- Born: May 25, 1984 (age 41) Istanbul, Turkey
- Nationality: Turkish
- Weight: 75 kg (165 lb)
- Style: Karate – Kumite
- Team: Istanbul BB SK
- Medal record
Men's karate
European Championships
| Silver medal – second place | 2007 Bratislava | Kumite −70 kg |
| Bronze medal – third place | 2008 Tallinn | Kumite −70 kg |
| Bronze medal – third place | 2009 Zagreb | Kumite −75 kg |
| Bronze medal – third place | 2013 Budapest | Kumite −75 kg |
| Bronze medal – third place | 2014 Tampere | Kumite −75 kg |
Mediterranean Games
| Gold medal – first place | 2013 Mersin | Kumite −75 kg |
World University Karate Championships
| Silver medal – second place | 2006 New York | Kumite open |
| Bronze medal – third place | 2006 New York | Kumite −70 kg |

= Serkan Yağcı =

Turkish karateka (born 1984)

Serkan Yağcı (born 25 May 1984) is a Turkish karateka competing in the kumite −75 kg division. He has represented Turkey in multiple international competitions, winning medals at the European Championships, Mediterranean Games and World University Championships.

==Career==
In 2006, Yağcı won the silver medal in the open weight category and the bronze medal in the −70 kg category at the World University Karate Championships held in New York City, United States.
The following year, he claimed the silver medal in the −70 kg kumite at the 2007 European Karate Championships in Bratislava, Slovakia, and won the Italian Open in Monza, Italy.

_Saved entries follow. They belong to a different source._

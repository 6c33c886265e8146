//! Synchronization primitives.
//!
//! This module provides a runtime-aware reader-writer lock whose
//! recursion and fairness decisions are keyed on task identity.

mod rwlock;

pub use rwlock::{LockError, ReaderLock, RwLock, WriterLock};
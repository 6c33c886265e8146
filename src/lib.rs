//! Task-aware synchronization built around a recursive reader-writer lock.
//!
//! The crate ships two pieces: a small task runtime ([`runtime`]) that spawns
//! tasks with a stable identity and installs itself as the ambient scheduler
//! for the duration of each task, and the [`sync`] module with a
//! reader-writer lock ([`sync::RwLock`]) that uses that identity to support
//! recursive acquisition and a writer-preference fairness policy.
#![warn(
    missing_docs,
    rust_2018_idioms,
    missing_debug_implementations,
    rustdoc::broken_intra_doc_links
)]

pub mod runtime;
pub mod sync;

pub use runtime::{current_runtime, Builder, JoinHandle, Runtime, TaskId};
pub use sync::{LockError, ReaderLock, RwLock, WriterLock};
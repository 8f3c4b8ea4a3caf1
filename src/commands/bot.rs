//! Userbot mode
//!
//! Watches the update stream for the session owner's `/stats` command.
//! Only outgoing messages trigger analysis, so nobody but the owner can
//! request a report. The trigger message is deleted, a placeholder is
//! posted, and the placeholder is edited once the report is ready.

use grammers_client::client::UpdatesConfiguration;
use grammers_client::types::update::Update;
use grammers_client::types::Message;
use tokio::signal;
use tracing::{error, info, warn};

use crate::chat::find_peer_by_id;
use crate::config::Config;
use crate::error::Result;
use crate::history::fetch_history;
use crate::report::{self, Language};
use crate::session::{get_client, SessionLock, TelegramClient};
use crate::stats::{analyze, AnalysisOutcome};

use super::stats::{post_placeholder, replace_placeholder};

const STATS_COMMAND: &str = "/stats";

pub async fn run() -> Result<()> {
    let config = Config::new();
    let language = Language::parse(&config.language);

    let _lock = SessionLock::acquire()?;
    let mut client = get_client().await?;

    let updates_rx = match client.take_updates() {
        Some(rx) => rx,
        None => {
            warn!("Update stream unavailable, restart the command");
            return Ok(());
        }
    };

    let mut updates = client.stream_updates(
        updates_rx,
        UpdatesConfiguration {
            catch_up: false,
            ..Default::default()
        },
    );

    println!(
        "Bot mode started. Send {} in any chat to get its report. Ctrl+C to stop.",
        STATS_COMMAND
    );

    loop {
        tokio::select! {
            _ = signal::ctrl_c() => {
                println!("\nStopping bot mode...");
                break;
            }
            update = updates.next() => {
                match update {
                    Ok(Update::NewMessage(msg)) => {
                        if !is_stats_trigger(&msg) {
                            continue;
                        }
                        if let Err(err) = handle_trigger(&client, &config, language, &msg).await {
                            error!("Stats request failed: {}", err);
                        }
                    }
                    Ok(_) => {}
                    Err(err) => {
                        error!("Update stream error: {}", err);
                        break;
                    }
                }
            }
        }
    }

    updates.sync_update_state();
    Ok(())
}

/// Only the owner's own `/stats` messages count.
fn is_stats_trigger(msg: &Message) -> bool {
    msg.outgoing() && msg.text().trim() == STATS_COMMAND
}

async fn handle_trigger(
    client: &TelegramClient,
    config: &Config,
    language: Language,
    msg: &Message,
) -> Result<()> {
    let peer = find_peer_by_id(client, msg.peer_id()).await?;
    info!("Stats requested in '{}'", crate::chat::peer_name(&peer));

    // Best-effort removal of the trigger command itself.
    if let Err(err) = msg.delete().await {
        warn!("Failed to delete trigger message: {}", err);
    }

    let (target, placeholder_id) = post_placeholder(client, config, &peer, language).await?;

    let history = fetch_history(client, &peer, config.get_limit()).await?;

    let text = match analyze(&history.records) {
        AnalysisOutcome::InsufficientData => report::insufficient_data_notice(language).to_string(),
        AnalysisOutcome::Ready(stats) => report::render(&stats, &history.sender_names, language),
    };

    replace_placeholder(client, &target, placeholder_id, &text).await
}
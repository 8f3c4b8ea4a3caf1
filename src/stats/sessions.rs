//! Inactivity-gap conversation segmentation

use chrono::{DateTime, Duration, Utc};

use super::MessageRecord;

/// Longest session duration, in hours, under the given gap threshold.
///
/// A session is a maximal run of messages where every adjacent gap stays
/// within `gap_limit_hours`. Duration is last-message minus first-message of
/// the run, so empty and single-message batches both yield 0.
pub fn max_session_hours(sorted: &[MessageRecord], gap_limit_hours: i64) -> f64 {
    let gap_limit = Duration::hours(gap_limit_hours);

    let mut max_span = Duration::zero();
    let mut current_start: Option<DateTime<Utc>> = None;
    let mut last_time: Option<DateTime<Utc>> = None;

    for msg in sorted {
        match (current_start, last_time) {
            (None, _) => current_start = Some(msg.timestamp),
            (Some(start), Some(last)) if msg.timestamp - last > gap_limit => {
                // Gap exceeded: close the running session and open a new one.
                max_span = max_span.max(last - start);
                current_start = Some(msg.timestamp);
            }
            _ => {}
        }
        last_time = Some(msg.timestamp);
    }

    if let (Some(start), Some(last)) = (current_start, last_time) {
        max_span = max_span.max(last - start);
    }

    max_span.num_seconds() as f64 / 3600.0
}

At the 2008 European Karate Championships in Tallinn, Estonia, he took the bronze medal in the −70 kg category. A year later, he won another bronze in the −75 kg event at the 2009 European Karate Championships in Zagreb, Croatia.

Yağcı captured his first Mediterranean Games title at the 2013 Mediterranean Games in Mersin, Turkey, by winning gold in the −75 kg category.
In the same year, he added another European Championships bronze in Budapest, Hungary.

His final major podium finish came in 2014 at the European Karate Championships in Tampere, Finland, where he earned bronze in the −75 kg division.